What to work on:
If a line in the data holds "Ordering", copy that line out in full.
(Data in this exercise)
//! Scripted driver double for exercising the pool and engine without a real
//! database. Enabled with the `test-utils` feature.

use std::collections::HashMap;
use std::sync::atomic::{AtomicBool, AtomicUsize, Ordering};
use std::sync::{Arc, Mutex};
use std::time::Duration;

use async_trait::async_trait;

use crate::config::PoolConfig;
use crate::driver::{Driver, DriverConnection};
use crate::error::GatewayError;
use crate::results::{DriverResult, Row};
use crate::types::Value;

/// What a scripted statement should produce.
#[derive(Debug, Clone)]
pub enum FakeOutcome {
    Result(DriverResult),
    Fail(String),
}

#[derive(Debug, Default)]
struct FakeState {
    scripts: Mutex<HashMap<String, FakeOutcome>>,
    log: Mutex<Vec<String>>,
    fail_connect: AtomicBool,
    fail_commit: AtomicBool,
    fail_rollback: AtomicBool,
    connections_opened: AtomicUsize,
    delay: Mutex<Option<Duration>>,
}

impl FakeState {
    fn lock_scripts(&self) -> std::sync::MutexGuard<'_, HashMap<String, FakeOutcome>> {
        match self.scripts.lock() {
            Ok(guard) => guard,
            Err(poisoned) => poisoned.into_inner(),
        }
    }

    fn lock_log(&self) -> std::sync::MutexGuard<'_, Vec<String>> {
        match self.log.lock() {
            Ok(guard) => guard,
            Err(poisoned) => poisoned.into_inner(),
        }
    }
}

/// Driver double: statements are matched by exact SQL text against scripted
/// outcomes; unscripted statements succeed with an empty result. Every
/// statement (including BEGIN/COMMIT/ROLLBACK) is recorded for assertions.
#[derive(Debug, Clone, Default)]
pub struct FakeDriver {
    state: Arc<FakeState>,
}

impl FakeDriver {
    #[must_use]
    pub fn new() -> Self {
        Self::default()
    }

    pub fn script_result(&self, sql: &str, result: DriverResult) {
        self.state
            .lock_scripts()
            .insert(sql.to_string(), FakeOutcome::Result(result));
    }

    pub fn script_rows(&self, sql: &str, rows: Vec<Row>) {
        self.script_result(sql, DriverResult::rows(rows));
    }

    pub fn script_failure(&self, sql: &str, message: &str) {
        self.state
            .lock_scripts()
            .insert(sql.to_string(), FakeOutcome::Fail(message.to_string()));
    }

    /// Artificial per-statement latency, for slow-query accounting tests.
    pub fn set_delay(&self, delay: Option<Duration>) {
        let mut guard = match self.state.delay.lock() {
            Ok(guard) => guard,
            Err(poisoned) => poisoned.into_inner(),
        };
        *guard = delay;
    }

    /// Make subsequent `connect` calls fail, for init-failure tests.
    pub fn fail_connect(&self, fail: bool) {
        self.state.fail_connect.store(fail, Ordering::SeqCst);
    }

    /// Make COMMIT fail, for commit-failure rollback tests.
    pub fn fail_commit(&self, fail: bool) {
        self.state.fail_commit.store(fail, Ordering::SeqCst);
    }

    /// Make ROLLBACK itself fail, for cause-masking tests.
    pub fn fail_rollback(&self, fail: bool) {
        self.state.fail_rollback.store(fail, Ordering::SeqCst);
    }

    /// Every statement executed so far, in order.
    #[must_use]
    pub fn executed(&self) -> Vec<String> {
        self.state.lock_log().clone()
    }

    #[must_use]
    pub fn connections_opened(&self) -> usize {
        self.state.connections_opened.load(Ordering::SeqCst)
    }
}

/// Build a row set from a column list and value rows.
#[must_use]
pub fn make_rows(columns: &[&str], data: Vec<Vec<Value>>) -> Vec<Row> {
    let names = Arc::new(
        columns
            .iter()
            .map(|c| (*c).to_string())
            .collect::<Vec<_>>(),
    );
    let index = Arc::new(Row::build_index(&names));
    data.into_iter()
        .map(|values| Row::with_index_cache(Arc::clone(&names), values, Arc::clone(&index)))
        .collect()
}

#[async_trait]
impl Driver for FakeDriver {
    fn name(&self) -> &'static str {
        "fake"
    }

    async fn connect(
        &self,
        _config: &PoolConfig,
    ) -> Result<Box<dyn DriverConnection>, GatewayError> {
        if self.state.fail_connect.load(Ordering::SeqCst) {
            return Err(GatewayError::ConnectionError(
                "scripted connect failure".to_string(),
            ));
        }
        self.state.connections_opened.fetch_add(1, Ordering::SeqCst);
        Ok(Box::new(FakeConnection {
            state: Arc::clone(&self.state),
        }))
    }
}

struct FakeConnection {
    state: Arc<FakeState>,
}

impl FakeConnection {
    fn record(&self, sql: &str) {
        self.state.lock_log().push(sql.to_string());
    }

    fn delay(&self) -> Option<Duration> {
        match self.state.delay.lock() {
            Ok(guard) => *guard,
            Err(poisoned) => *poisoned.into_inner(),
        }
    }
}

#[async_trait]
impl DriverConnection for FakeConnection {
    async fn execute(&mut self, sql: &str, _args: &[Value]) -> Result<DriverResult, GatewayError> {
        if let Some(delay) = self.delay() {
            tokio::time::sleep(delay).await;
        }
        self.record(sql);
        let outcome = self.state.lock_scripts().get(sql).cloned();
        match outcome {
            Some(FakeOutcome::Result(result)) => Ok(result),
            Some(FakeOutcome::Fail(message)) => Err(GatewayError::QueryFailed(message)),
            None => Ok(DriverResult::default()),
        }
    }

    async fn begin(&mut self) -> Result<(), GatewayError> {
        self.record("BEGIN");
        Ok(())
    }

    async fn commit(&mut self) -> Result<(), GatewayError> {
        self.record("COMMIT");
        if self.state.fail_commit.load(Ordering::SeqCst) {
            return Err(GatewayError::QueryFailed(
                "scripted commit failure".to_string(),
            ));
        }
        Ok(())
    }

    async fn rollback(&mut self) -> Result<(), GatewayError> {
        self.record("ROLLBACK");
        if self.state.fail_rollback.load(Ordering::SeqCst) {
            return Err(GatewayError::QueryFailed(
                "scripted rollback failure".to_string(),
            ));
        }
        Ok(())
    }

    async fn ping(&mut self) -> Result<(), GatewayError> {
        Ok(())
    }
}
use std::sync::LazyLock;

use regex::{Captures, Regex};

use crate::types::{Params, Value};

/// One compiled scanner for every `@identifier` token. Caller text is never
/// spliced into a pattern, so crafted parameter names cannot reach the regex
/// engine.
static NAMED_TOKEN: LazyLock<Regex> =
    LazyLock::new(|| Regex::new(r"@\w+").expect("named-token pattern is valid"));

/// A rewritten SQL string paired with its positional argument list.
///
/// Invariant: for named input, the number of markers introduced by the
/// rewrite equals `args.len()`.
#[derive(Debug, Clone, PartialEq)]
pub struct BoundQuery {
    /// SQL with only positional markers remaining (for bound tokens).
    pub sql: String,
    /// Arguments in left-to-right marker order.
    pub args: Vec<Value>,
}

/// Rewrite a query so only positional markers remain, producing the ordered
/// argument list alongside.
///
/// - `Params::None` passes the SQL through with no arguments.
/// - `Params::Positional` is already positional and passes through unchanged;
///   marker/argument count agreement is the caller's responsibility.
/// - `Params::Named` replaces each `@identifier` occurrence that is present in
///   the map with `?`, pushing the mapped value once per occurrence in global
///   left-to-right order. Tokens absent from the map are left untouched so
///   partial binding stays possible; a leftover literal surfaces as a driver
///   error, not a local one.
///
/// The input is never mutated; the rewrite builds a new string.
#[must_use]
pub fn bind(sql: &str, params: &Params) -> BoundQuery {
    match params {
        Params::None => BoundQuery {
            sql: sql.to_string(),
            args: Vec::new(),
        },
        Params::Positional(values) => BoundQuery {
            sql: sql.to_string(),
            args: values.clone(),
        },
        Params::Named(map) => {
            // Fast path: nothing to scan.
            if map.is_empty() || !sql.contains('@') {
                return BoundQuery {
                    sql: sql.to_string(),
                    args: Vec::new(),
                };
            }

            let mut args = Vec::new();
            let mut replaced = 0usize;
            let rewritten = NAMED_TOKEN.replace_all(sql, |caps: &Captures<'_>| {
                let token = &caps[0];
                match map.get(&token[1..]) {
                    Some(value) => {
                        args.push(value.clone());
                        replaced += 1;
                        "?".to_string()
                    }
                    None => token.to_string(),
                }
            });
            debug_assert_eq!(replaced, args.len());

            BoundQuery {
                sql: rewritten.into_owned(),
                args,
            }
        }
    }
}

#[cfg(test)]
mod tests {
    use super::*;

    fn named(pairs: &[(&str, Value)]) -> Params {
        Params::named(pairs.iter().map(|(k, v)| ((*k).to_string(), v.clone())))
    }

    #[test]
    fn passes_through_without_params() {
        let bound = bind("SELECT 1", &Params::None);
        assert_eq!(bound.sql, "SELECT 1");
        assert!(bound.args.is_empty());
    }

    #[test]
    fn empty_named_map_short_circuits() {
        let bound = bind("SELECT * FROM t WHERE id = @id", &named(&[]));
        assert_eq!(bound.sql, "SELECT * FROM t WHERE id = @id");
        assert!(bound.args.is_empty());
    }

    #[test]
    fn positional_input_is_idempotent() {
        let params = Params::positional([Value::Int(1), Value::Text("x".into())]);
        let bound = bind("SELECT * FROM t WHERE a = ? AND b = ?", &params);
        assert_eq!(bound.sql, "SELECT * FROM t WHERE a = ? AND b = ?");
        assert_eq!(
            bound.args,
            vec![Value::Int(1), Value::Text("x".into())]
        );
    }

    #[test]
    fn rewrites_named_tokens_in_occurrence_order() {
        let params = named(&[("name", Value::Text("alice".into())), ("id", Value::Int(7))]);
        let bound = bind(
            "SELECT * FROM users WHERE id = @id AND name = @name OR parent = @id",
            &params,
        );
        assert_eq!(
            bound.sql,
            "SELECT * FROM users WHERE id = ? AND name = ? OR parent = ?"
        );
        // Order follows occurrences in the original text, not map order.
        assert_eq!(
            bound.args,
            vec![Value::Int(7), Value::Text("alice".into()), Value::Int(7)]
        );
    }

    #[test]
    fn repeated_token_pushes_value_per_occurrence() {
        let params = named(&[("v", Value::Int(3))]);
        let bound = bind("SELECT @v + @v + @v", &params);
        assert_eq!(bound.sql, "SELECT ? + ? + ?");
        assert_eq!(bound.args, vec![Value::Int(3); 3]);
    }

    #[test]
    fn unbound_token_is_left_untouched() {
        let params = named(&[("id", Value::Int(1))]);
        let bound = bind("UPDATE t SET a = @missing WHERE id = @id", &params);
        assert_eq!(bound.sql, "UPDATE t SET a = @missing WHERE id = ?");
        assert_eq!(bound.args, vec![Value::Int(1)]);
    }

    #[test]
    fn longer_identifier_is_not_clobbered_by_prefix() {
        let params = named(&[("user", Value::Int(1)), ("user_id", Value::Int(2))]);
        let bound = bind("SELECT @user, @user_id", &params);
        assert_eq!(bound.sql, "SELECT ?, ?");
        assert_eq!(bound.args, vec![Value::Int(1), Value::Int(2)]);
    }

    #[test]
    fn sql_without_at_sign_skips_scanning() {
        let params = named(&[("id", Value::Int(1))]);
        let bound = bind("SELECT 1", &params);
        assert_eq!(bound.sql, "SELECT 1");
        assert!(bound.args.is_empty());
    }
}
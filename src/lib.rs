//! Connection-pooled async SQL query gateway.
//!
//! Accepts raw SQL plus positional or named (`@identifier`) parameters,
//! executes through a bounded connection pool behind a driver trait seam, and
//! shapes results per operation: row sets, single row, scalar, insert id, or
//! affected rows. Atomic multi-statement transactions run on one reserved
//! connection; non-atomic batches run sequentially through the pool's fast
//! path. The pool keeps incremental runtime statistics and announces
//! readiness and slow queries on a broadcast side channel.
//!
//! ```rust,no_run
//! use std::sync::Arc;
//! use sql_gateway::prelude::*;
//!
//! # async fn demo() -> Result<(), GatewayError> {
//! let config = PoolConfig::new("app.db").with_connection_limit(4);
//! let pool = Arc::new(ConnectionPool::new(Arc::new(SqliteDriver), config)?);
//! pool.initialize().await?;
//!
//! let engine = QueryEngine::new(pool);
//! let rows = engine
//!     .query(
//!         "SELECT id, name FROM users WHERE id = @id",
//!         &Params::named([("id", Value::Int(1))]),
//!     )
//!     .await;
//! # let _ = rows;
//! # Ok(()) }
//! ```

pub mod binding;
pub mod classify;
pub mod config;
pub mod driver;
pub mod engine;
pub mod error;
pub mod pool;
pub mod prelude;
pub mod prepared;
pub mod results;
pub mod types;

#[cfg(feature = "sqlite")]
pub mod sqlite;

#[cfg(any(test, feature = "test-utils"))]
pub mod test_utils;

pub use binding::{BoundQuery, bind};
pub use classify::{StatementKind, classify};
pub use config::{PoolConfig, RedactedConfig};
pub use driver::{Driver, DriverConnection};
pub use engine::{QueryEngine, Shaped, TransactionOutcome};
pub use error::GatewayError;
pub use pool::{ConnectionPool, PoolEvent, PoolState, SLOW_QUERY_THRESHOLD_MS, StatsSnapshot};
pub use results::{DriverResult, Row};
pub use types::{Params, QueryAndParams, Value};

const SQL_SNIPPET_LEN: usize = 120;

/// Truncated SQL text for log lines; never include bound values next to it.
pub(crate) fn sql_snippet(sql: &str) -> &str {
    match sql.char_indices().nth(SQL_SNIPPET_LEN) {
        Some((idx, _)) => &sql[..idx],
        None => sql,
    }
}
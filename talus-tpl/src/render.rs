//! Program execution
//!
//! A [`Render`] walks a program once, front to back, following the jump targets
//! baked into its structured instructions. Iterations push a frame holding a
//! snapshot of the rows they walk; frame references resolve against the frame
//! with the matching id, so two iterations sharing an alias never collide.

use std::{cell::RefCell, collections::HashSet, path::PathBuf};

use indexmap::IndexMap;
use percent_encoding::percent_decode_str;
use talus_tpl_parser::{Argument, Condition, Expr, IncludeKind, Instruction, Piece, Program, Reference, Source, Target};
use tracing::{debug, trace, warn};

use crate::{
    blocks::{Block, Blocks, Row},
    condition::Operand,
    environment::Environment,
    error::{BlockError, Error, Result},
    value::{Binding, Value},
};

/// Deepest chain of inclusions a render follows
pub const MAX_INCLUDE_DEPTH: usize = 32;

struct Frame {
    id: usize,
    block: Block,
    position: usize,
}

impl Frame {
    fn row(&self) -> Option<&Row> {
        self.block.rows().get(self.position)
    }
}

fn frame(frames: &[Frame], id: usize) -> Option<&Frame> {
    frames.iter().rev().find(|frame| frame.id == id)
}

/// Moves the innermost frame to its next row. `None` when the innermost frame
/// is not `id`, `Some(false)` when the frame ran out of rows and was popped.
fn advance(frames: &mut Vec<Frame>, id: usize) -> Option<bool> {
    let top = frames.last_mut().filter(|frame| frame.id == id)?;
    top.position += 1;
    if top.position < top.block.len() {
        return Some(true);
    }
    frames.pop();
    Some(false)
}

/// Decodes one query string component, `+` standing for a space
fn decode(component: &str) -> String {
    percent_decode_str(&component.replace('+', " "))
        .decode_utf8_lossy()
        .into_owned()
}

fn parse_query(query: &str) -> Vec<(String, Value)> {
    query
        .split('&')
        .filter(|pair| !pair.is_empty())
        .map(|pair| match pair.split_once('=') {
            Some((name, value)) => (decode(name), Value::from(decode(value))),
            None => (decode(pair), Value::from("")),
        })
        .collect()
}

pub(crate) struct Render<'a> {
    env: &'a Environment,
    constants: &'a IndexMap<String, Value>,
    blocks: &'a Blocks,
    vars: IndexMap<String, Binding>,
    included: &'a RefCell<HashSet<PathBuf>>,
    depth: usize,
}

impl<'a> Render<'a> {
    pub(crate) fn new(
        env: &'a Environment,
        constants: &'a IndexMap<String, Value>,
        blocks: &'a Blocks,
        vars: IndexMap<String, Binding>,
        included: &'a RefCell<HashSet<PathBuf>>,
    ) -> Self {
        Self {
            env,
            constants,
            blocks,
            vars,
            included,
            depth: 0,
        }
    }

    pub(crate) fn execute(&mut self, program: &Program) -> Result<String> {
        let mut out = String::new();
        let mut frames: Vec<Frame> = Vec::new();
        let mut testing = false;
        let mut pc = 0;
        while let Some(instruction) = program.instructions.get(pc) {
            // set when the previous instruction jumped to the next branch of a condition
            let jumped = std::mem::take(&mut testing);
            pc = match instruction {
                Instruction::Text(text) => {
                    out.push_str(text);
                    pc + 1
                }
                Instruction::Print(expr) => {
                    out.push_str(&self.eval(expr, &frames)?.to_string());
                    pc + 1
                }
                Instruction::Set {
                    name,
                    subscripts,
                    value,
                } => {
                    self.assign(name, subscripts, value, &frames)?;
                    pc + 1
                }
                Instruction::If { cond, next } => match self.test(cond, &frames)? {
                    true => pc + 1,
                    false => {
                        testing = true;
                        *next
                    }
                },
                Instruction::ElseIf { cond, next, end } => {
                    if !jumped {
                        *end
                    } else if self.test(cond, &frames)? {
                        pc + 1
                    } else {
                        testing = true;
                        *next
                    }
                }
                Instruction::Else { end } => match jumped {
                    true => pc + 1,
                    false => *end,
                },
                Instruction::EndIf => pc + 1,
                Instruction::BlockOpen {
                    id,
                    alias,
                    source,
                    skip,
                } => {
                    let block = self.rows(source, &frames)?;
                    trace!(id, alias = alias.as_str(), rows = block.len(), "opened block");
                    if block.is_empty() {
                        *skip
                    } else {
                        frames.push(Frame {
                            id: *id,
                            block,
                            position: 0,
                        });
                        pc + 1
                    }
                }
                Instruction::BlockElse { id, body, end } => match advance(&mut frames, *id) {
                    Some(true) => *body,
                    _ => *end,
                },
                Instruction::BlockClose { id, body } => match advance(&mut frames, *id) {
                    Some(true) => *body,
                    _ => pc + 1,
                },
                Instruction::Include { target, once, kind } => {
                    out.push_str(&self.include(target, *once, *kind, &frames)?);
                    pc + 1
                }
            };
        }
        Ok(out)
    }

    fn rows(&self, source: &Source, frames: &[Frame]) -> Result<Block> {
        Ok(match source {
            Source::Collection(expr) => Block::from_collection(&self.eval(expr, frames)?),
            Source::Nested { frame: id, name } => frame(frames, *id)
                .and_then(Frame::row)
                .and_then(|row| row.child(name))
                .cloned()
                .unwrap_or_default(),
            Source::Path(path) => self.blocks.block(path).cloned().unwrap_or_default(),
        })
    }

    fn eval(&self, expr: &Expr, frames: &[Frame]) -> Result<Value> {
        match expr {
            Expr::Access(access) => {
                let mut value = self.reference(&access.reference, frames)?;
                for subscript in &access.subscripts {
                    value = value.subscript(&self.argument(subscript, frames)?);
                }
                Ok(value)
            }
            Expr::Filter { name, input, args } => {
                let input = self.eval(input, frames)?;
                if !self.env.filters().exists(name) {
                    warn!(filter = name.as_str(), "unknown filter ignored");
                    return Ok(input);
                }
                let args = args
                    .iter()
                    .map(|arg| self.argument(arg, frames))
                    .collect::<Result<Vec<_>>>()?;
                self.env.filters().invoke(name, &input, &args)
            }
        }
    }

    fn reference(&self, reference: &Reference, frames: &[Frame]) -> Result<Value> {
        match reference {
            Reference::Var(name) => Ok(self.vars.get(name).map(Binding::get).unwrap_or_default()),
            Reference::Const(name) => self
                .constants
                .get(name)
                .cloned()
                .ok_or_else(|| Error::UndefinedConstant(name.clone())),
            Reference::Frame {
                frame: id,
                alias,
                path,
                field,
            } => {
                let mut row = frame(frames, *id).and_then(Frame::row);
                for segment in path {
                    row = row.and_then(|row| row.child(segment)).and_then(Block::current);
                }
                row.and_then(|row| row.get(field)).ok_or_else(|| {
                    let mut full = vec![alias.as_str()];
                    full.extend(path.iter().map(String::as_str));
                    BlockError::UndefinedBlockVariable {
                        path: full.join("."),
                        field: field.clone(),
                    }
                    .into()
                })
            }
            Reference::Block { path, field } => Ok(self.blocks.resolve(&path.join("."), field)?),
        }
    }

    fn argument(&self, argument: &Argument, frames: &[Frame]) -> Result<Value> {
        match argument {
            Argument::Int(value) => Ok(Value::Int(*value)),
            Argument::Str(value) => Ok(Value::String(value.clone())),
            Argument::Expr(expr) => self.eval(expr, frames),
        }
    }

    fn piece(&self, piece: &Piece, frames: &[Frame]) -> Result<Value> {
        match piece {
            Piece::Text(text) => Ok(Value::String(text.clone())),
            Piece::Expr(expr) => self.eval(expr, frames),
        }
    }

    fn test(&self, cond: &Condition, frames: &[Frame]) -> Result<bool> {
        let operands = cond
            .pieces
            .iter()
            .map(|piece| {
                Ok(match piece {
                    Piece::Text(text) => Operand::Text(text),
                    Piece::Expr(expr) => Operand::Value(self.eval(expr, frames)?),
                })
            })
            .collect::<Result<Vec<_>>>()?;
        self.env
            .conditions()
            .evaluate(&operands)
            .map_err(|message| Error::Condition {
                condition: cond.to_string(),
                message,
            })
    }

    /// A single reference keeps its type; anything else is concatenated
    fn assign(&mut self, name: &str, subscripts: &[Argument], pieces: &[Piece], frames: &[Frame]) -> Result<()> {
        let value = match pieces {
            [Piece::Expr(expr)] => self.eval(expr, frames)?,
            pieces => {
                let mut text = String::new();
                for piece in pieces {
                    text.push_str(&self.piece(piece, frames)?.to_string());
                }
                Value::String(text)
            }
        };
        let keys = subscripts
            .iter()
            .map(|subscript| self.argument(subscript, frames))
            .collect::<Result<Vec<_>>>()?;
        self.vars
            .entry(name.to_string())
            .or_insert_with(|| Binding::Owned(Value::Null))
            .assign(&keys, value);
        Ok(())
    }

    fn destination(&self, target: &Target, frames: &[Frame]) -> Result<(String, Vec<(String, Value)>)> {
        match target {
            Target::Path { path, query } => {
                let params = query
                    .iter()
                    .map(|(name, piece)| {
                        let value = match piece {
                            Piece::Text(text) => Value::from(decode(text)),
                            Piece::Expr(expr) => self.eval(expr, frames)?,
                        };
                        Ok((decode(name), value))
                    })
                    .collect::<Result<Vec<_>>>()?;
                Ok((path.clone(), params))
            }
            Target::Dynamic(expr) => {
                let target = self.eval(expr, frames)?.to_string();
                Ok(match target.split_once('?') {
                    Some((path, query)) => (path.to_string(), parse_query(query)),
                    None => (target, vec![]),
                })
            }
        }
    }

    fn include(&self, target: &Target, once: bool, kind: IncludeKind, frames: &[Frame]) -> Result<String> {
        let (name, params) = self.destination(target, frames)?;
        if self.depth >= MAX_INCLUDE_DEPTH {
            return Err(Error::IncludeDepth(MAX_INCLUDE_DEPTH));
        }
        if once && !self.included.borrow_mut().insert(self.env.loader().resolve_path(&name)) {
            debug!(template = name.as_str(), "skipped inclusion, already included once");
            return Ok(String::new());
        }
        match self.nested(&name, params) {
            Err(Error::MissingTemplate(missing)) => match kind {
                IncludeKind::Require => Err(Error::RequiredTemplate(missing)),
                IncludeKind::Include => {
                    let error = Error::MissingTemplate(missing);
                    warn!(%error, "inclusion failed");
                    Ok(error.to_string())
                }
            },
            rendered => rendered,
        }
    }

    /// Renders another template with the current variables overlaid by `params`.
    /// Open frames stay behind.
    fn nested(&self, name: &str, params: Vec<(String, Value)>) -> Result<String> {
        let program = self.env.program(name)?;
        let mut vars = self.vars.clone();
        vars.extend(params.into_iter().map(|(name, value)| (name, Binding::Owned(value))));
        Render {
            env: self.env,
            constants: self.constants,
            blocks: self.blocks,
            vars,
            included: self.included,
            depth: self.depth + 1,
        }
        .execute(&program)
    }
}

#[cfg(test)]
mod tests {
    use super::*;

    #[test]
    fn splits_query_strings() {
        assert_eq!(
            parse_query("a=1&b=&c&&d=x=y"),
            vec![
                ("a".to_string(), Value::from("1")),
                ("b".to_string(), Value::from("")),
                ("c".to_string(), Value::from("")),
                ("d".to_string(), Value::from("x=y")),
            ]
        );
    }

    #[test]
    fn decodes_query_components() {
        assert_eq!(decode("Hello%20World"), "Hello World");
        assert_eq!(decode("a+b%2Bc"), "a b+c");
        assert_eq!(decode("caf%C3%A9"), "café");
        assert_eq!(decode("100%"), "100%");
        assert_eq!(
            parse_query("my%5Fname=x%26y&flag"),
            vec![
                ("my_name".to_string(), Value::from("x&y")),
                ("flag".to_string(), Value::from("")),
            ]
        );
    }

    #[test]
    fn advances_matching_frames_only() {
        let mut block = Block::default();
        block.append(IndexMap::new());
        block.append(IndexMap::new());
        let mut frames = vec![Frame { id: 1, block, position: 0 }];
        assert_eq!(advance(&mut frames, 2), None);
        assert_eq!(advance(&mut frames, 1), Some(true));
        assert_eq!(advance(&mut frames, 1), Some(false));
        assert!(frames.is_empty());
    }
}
(End Data in this exercise)
Solution:
use std::sync::atomic::{AtomicBool, AtomicUsize, Ordering};
        self.state.fail_connect.store(fail, Ordering::SeqCst);
        self.state.fail_commit.store(fail, Ordering::SeqCst);
        self.state.fail_rollback.store(fail, Ordering::SeqCst);
        self.state.connections_opened.load(Ordering::SeqCst)
        if self.state.fail_connect.load(Ordering::SeqCst) {
        self.state.connections_opened.fetch_add(1, Ordering::SeqCst);
        if self.state.fail_commit.load(Ordering::SeqCst) {
        if self.state.fail_rollback.load(Ordering::SeqCst) {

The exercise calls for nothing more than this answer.